Schedule 9.4(e) - 1 

 

 

(ii)     No consent, approval, waiver, or authorization is required to be obtained by Selling Member or the Company from any Person or Governmental Authority in connection with the Transfer of the Transferred Interests or the execution, delivery and performance by Selling Member and the Company of the Transfer Documents and the consummation of the transactions contemplated therein that has not been obtained as of the closing date of the Transfer.

 

(d)     Absence of Litigation. Selling Member has not received written notification of any actions or proceedings that have been instituted or threatened in writing by any Governmental Authority or Person against any of Selling Member or the Company that seeks to impair, restrain, prohibit or invalidate the Transfer of the Transferred Interests contemplated herein or in any Transfer Document.

 

 

 

(e)     Ownership.

 

 

 

(i)     Selling Member owns, of record and beneficially, 100% of the Transferred Interests.

 

 

 

(ii)     Selling Member has not made any prior assignment, transfer or participation of the Transferred Interests or of any interest therein and has not entered into any agreement (other than the Transfer Documents) or arrangement to do the same.

 

 

 

(iii)     Selling Member is not party to any other contract or agreement (other than the Transfer Documents) that could obligate Selling Member to Transfer the Transferred Interests. There are no voting trusts, proxies or other agreements or understanding in effect with respect to the voting or transfer of any of the Transferred Interests.

 

 

 

(f)     No Encumbrances.
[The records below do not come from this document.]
//! Session lifecycle and retrieval operations through the client facade.

mod common;

use async_trait::async_trait;
use chrono::NaiveDate;
use rust_decimal_macros::dec;
use std::sync::Arc;
use std::sync::Mutex;
use std::sync::atomic::{AtomicBool, AtomicUsize, Ordering};

use ksef::api::{
    AuthStatusResponse, ChallengeResponse, ExchangeApi, ExchangeCertificate,
    InvoiceQueryRequest, InvoiceStatusResponse, InvoiceSummaryWire, OpenSessionResponse,
    RedeemResponse, SendInvoiceResponse, SubmitProofResponse, TokenProofRequest,
};
use ksef::clock::SystemClock;
use ksef::crypto::PublicKeyCache;
use ksef::error::KsefError;
use ksef::{Credential, Environment, KsefClient, SubjectRole};

/// Fake exchange where authentication always succeeds on the first poll
/// and the session operations are scripted per test.
struct SessionApi {
    certificates: Vec<ExchangeCertificate>,
    open_returns_no_reference: AtomicBool,
    close_fails: AtomicBool,
    close_calls: AtomicUsize,
    sent_invoices: Mutex<Vec<Vec<u8>>>,
    last_query: Mutex<Option<InvoiceQueryRequest>>,
}

impl SessionApi {
    fn new() -> Self {
        let (entry, _key) = common::token_encryption_entry(365);
        Self {
            certificates: vec![entry],
            open_returns_no_reference: AtomicBool::new(false),
            close_fails: AtomicBool::new(false),
            close_calls: AtomicUsize::new(0),
            sent_invoices: Mutex::new(Vec::new()),
            last_query: Mutex::new(None),
        }
    }
}

#[async_trait]
impl ExchangeApi for SessionApi {
    fn environment(&self) -> Environment {
        Environment::Test
    }

    async fn auth_challenge(&self, _tax_id: &str) -> Result<ChallengeResponse, KsefError> {
        Ok(ChallengeResponse {
            challenge: Some("challenge".into()),
            timestamp: Some(serde_json::json!("2024-06-01T08:00:00Z")),
        })
    }

    async fn submit_token_proof(
        &self,
        _request: &TokenProofRequest,
    ) -> Result<SubmitProofResponse, KsefError> {
        Ok(SubmitProofResponse {
            reference_number: Some("AUTH-REF".into()),
        })
    }

    async fn submit_signature_proof(
        &self,
        _signed_xml: &[u8],
    ) -> Result<SubmitProofResponse, KsefError> {
        Ok(SubmitProofResponse {
            reference_number: Some("AUTH-REF".into()),
        })
    }

    async fn auth_status(&self, _reference: &str) -> Result<AuthStatusResponse, KsefError> {
        Ok(AuthStatusResponse {
            processing_code: Some(200),
            processing_description: None,
        })
    }

    async fn redeem_tokens(&self, _reference: &str) -> Result<RedeemResponse, KsefError> {
        Ok(RedeemResponse {
            access_token: Some("opaque-access-token".into()),
            refresh_token: Some("refresh".into()),
        })
    }

    async fn certificate_list(&self) -> Result<Vec<ExchangeCertificate>, KsefError> {
        Ok(self.certificates.clone())
    }

    async fn open_session(&self, bearer: &str) -> Result<OpenSessionResponse, KsefError> {
        assert_eq!(bearer, "opaque-access-token");
        if self.open_returns_no_reference.load(Ordering::SeqCst) {
            return Ok(OpenSessionResponse::default());
        }
        Ok(OpenSessionResponse {
            reference_number: Some("SESSION-1".into()),
        })
    }

    async fn close_session(&self, _bearer: &str, session: &str) -> Result<(), KsefError> {
        self.close_calls.fetch_add(1, Ordering::SeqCst);
        assert_eq!(session, "SESSION-1");
        if self.close_fails.load(Ordering::SeqCst) {
            return Err(KsefError::Http {
                status: 500,
                body: "close failed".into(),
            });
        }
        Ok(())
    }

    async fn send_invoice(
        &self,
        _bearer: &str,
        session: &str,
        invoice_xml: &[u8],
    ) -> Result<SendInvoiceResponse, KsefError> {
        assert_eq!(session, "SESSION-1");
        self.sent_invoices.lock().unwrap().push(invoice_xml.to_vec());
        Ok(SendInvoiceResponse {
            reference_number: Some("SESSION-1".into()),
            element_reference_number: Some("INV-REF-1".into()),
            processing_code: Some(100),
            processing_description: Some("Przyjęto do przetwarzania".into()),
        })
    }

    async fn invoice_status(
        &self,
        _bearer: &str,
        _session: &str,
        invoice_ref: &str,
    ) -> Result<InvoiceStatusResponse, KsefError> {
        assert_eq!(invoice_ref, "INV-REF-1");
        Ok(InvoiceStatusResponse {
            processing_code: Some(200),
            processing_description: None,
            ksef_reference_number: Some("KSEF-NUM-001".into()),
            acquisition_timestamp: Some("2024-06-01T08:01:00Z".into()),
        })
    }

    async fn query_invoices(
        &self,
        _bearer: &str,
        query: &InvoiceQueryRequest,
    ) -> Result<Vec<InvoiceSummaryWire>, KsefError> {
        *self.last_query.lock().unwrap() = Some(query.clone());
        Ok(vec![InvoiceSummaryWire {
            ksef_reference_number: Some("KSEF-NUM-001".into()),
            invoice_reference_number: Some("FV/1/2024".into()),
            invoice_date: Some("2024-06-01".into()),
            subject_name: Some("Nabywca SA".into()),
            subject_tax_id: Some("2222222222".into()),
            gross_amount: Some(dec!(246.00)),
        }])
    }

    async fn fetch_invoice(&self, _bearer: &str, ksef_number: &str) -> Result<String, KsefError> {
        assert_eq!(ksef_number, "KSEF-NUM-001");
        Ok("<Faktura><Fa><P_2>FV/1/2024</P_2></Fa></Faktura>".into())
    }
}

fn client_with(api: Arc<SessionApi>) -> KsefClient {
    let cache = Box::leak(Box::new(PublicKeyCache::with_clock_and_jitter(
        Arc::new(SystemClock),
        Box::new(|| 0),
    )));
    KsefClient::with_transport(
        Environment::Test,
        "1234567890",
        Credential::Token {
            token: "ksef-token".into(),
        },
        api,
        Arc::new(SystemClock),
        cache,
    )
}

#[tokio::test]
async fn operations_require_authentication_first() {
    let client = client_with(Arc::new(SessionApi::new()));
    let err = client.send_invoice(b"<Faktura/>").await.unwrap_err();
    assert!(matches!(err, KsefError::AuthRequired));
    let err = client.fetch_invoice_xml("KSEF-NUM-001").await.unwrap_err();
    assert!(matches!(err, KsefError::AuthRequired));
}

#[tokio::test]
async fn send_requires_an_open_session() {
    let mut client = client_with(Arc::new(SessionApi::new()));
    client.authenticate().await.unwrap();
    let err = client.send_invoice(b"<Faktura/>").await.unwrap_err();
    assert!(matches!(err, KsefError::SessionRequired));
}

#[tokio::test]
async fn open_without_a_returned_reference_leaves_no_session() {
    let api = Arc::new(SessionApi::new());
    api.open_returns_no_reference.store(true, Ordering::SeqCst);
    let mut client = client_with(api.clone());
    client.authenticate().await.unwrap();

    let err = client.open_session().await.unwrap_err();
    assert!(matches!(err, KsefError::SessionRequired));

    // No reference was stored, so sends still hit the session guard.
    let err = client.send_invoice(b"<Faktura/>").await.unwrap_err();
    assert!(matches!(err, KsefError::SessionRequired));
}

#[tokio::test]
async fn session_lifecycle_submit_and_status() {
    let api = Arc::new(SessionApi::new());
    let mut client = client_with(api.clone());
    client.authenticate().await.unwrap();

    let session = client.open_session().await.unwrap();
    assert_eq!(session, "SESSION-1");

    let result = client.send_invoice(b"<Faktura>...</Faktura>").await.unwrap();
    assert_eq!(result.invoice_reference, "INV-REF-1");
    assert_eq!(result.processing_code, Some(100));

    let status = client.invoice_status(&session, &result.invoice_reference).await.unwrap();
    assert_eq!(status.ksef_number.as_deref(), Some("KSEF-NUM-001"));

    client.close_session().await.unwrap();
    assert_eq!(api.close_calls.load(Ordering::SeqCst), 1);

    // The session is gone; a second close is a no-op.
    client.close_session().await.unwrap();
    assert_eq!(api.close_calls.load(Ordering::SeqCst), 1);
}

#[tokio::test]
async fn failed_close_still_clears_the_session() {
    let api = Arc::new(SessionApi::new());
    let mut client = client_with(api.clone());
    client.authenticate().await.unwrap();
    client.open_session().await.unwrap();

    api.close_fails.store(true, Ordering::SeqCst);
    let err = client.close_session().await.unwrap_err();
    assert!(matches!(err, KsefError::Http { status: 500, .. }));

    // The reference was dropped despite the failure, so sends now fail
    // with the session guard, not a stale reference.
    let err = client.send_invoice(b"<Faktura/>").await.unwrap_err();
    assert!(matches!(err, KsefError::SessionRequired));
}

#[tokio::test]
async fn query_maps_role_and_inclusive_date_range() {
    let api = Arc::new(SessionApi::new());
    let mut client = client_with(api.clone());
    client.authenticate().await.unwrap();

    let from = NaiveDate::from_ymd_opt(2024, 6, 1).unwrap();
    let to = NaiveDate::from_ymd_opt(2024, 6, 30).unwrap();
    let rows = client.query_invoices(SubjectRole::Issuer, from, to).await.unwrap();

    assert_eq!(rows.len(), 1);
    assert_eq!(rows[0].ksef_number, "KSEF-NUM-001");
    assert_eq!(rows[0].gross_amount, Some(dec!(246.00)));

    let query = api.last_query.lock().unwrap().clone().unwrap();
    assert_eq!(query.subject_type, "subject1");
    assert!(query.acquisition_timestamp_from.starts_with("2024-06-01T00:00:00"));
    assert!(query.acquisition_timestamp_to.starts_with("2024-06-30T23:59:59"));
}

#[tokio::test]
async fn fetch_returns_the_raw_document() {
    let mut client = client_with(Arc::new(SessionApi::new()));
    client.authenticate().await.unwrap();
    let xml = client.fetch_invoice_xml("KSEF-NUM-001").await.unwrap();
    assert!(xml.contains("<P_2>FV/1/2024</P_2>"));
}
The Transferred Interests are being sold free and clear of any Encumbrances except for Permitted Encumbrances.

 

 
Schedule 9.4(e) - 2 

 

 

(g)     Brokers. None of the Selling Member or the Company has any liability or obligation to pay fees or commissions to any broker, finder or agent with respect to the transactions contemplated by the Transfer Documents.